The Wilderness Warrior - Douglas Brinkley [50]
When Roosevelt was growing up, the federal government did show tiny signs of a burgeoning new awareness that protecting wildlife and animals mattered. On June 30, 1864, for example, when Roosevelt was only five years old, in what is widely considered the initial federal intervention on behalf of wildlife resources, Congress transferred the Yosemite Valley from the public domain to the state of California. Even though Sacramento would eventually return the Yosemite Valley to the U.S. government, in 1906, an important precedent was established, for in the transfer agreement California agreed to “provide against the wanton destruction of fish and game found within said park, and against their capture or destruction for the purposes of merchandise or profit.”38
A timeless hero to Roosevelt was President Ulysses S. Grant, particularly for his strategic skill in securing a Union victory in the Civil War. Just as T.R. turned fourteen in 1872, and was taking an interest in the American West, President Grant signed the bill creating, at least on paper, Yellowstone National Park. Enthralled by stories of grizzly bears, time-clock geysers, petrified logs, and massive elk herds—all of which appeared in his favorite boys’ magazine Our Young Folks—Roosevelt vowed to visit the new national park someday.
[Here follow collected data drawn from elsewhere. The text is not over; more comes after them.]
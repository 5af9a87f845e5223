// Wallet provider request/response types

use alloy_primitives::{Address, Bytes, B256, U256, U64};
use serde::{Deserialize, Serialize};
use serde_json::{json, Value};

/// A provider request: `{ method, params }`
#[derive(Debug, Clone, PartialEq, Serialize)]
pub struct RpcRequest {
    pub method: String,
    pub params: Value,
}

impl RpcRequest {
    pub fn new(method: impl Into<String>, params: Value) -> Self {
        Self {
            method: method.into(),
            params,
        }
    }

    /// Accounts already authorized for this origin (never prompts)
    pub fn accounts() -> Self {
        Self::new("eth_accounts", json!([]))
    }

    /// Ask the user to authorize accounts (prompts)
    pub fn request_accounts() -> Self {
        Self::new("eth_requestAccounts", json!([]))
    }

    pub fn send_transaction(tx: &TransactionRequest) -> Self {
        Self::new("eth_sendTransaction", json!([tx]))
    }

    /// Read-only contract call against the latest block
    pub fn call(tx: &TransactionRequest) -> Self {
        Self::new("eth_call", json!([tx, "latest"]))
    }

    pub fn transaction_receipt(hash: B256) -> Self {
        Self::new("eth_getTransactionReceipt", json!([hash]))
    }
}

/// Transaction object for `eth_sendTransaction` and `eth_call`
#[derive(Debug, Clone, Default, PartialEq, Serialize, Deserialize)]
pub struct TransactionRequest {
    #[serde(skip_serializing_if = "Option::is_none")]
    pub from: Option<Address>,
    pub to: Address,
    #[serde(skip_serializing_if = "Option::is_none")]
    pub gas: Option<U64>,
    #[serde(skip_serializing_if = "Option::is_none")]
    pub value: Option<U256>,
    #[serde(skip_serializing_if = "Option::is_none")]
    pub data: Option<Bytes>,
}

impl TransactionRequest {
    /// Native value transfer with a fixed gas allowance
    pub fn transfer(from: Address, to: Address, value: U256, gas: u64) -> Self {
        Self {
            from: Some(from),
            to,
            gas: Some(U64::from(gas)),
            value: Some(value),
            data: None,
        }
    }

    /// Contract invocation carrying ABI-encoded calldata
    pub fn contract_call(from: Option<Address>, to: Address, data: Vec<u8>) -> Self {
        Self {
            from,
            to,
            gas: None,
            value: None,
            data: Some(Bytes::from(data)),
        }
    }
}

/// Subset of a transaction receipt the submitter relies on
#[derive(Debug, Clone, PartialEq, Serialize, Deserialize)]
#[serde(rename_all = "camelCase")]
pub struct TransactionReceipt {
    pub transaction_hash: B256,
    #[serde(default)]
    pub block_number: Option<U64>,
    /// 1 for success, 0 for a reverted transaction
    #[serde(default)]
    pub status: Option<U64>,
}

impl TransactionReceipt {
    pub fn succeeded(&self) -> bool {
        self.status.map_or(true, |status| status == U64::from(1))
    }

    pub fn block_number(&self) -> Option<u64> {
        self.block_number.map(|n| n.to::<u64>())
    }
}

/// JSON-RPC 2.0 request envelope
#[derive(Debug, Serialize)]
pub struct JsonRpcRequest<'a> {
    pub jsonrpc: &'static str,
    pub id: u64,
    pub method: &'a str,
    pub params: &'a Value,
}

/// JSON-RPC 2.0 response envelope
#[derive(Debug, Deserialize)]
pub struct JsonRpcResponse {
    #[serde(default)]
    pub result: Option<Value>,
    #[serde(default)]
    pub error: Option<JsonRpcError>,
}

#[derive(Debug, Deserialize)]
pub struct JsonRpcError {
    pub code: i64,
    pub message: String,
}
// Wallet provider boundary
// EIP-1193 style request interface plus a JSON-RPC over HTTP implementation

pub mod http;
pub mod types;

pub use http::HttpProvider;
pub use types::*;

use async_trait::async_trait;
use serde_json::Value;
use thiserror::Error;

/// EIP-1193 error code for a request the user rejected in the wallet
pub const USER_REJECTED_REQUEST: i64 = 4001;

/// JSON-RPC error code for an unknown method
pub const METHOD_NOT_FOUND: i64 = -32601;

#[derive(Error, Debug, Clone)]
pub enum ProviderError {
    #[error("RPC error {code}: {message}")]
    Rpc { code: i64, message: String },

    #[error("Transport error: {0}")]
    Transport(String),

    #[error("Invalid provider response: {0}")]
    InvalidResponse(String),
}

impl ProviderError {
    pub fn is_user_rejection(&self) -> bool {
        matches!(self, Self::Rpc { code, .. } if *code == USER_REJECTED_REQUEST)
    }

    pub fn is_method_not_found(&self) -> bool {
        matches!(self, Self::Rpc { code, .. } if *code == METHOD_NOT_FOUND)
    }
}

/// An injected wallet provider
///
/// Holds the user's keys and signs on their behalf. Requests that need the
/// user's approval (`eth_requestAccounts`, `eth_sendTransaction`) may suspend
/// until the user answers the prompt.
#[async_trait]
pub trait WalletProvider: Send + Sync {
    async fn request(&self, request: RpcRequest) -> Result<Value, ProviderError>;
}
Two great interests—General Grant and American wildlife—had come together in the Yellowstone story. Unfortunately, President Grant didn’t fully comprehend the thuggishness of western poachers. The 2.2-million-acre park had no uniformed police force (wardens) to enforce the law, and wildlife was killed there indiscriminately until 1894, when the Yellowstone Park Protection Act clamped down on the criminals.39
Accounts of Alaska’s brute beauty were also extremely popular as Roosevelt was coming of age. Virtually no important biologists had inventoried this American acquisition. Back in 1867, Secretary of State William Seward had acquired more than 650,000 square miles of Alaska from Russia for a song—$7.2 million (less than 2 cents an acre).40 Antiexpansionists called the purchase “Seward’s Folly” and considered it a frozen wasteland not worth a trillionth of a dollar, but other Americans cheered it. Determined to prevent both the Russians and the Japanese from killing what were now American seals in the Bering Sea rookeries, President Grant set aside the Pribilof Islands to protect them in 1869; this measure was approved by Congress the following year.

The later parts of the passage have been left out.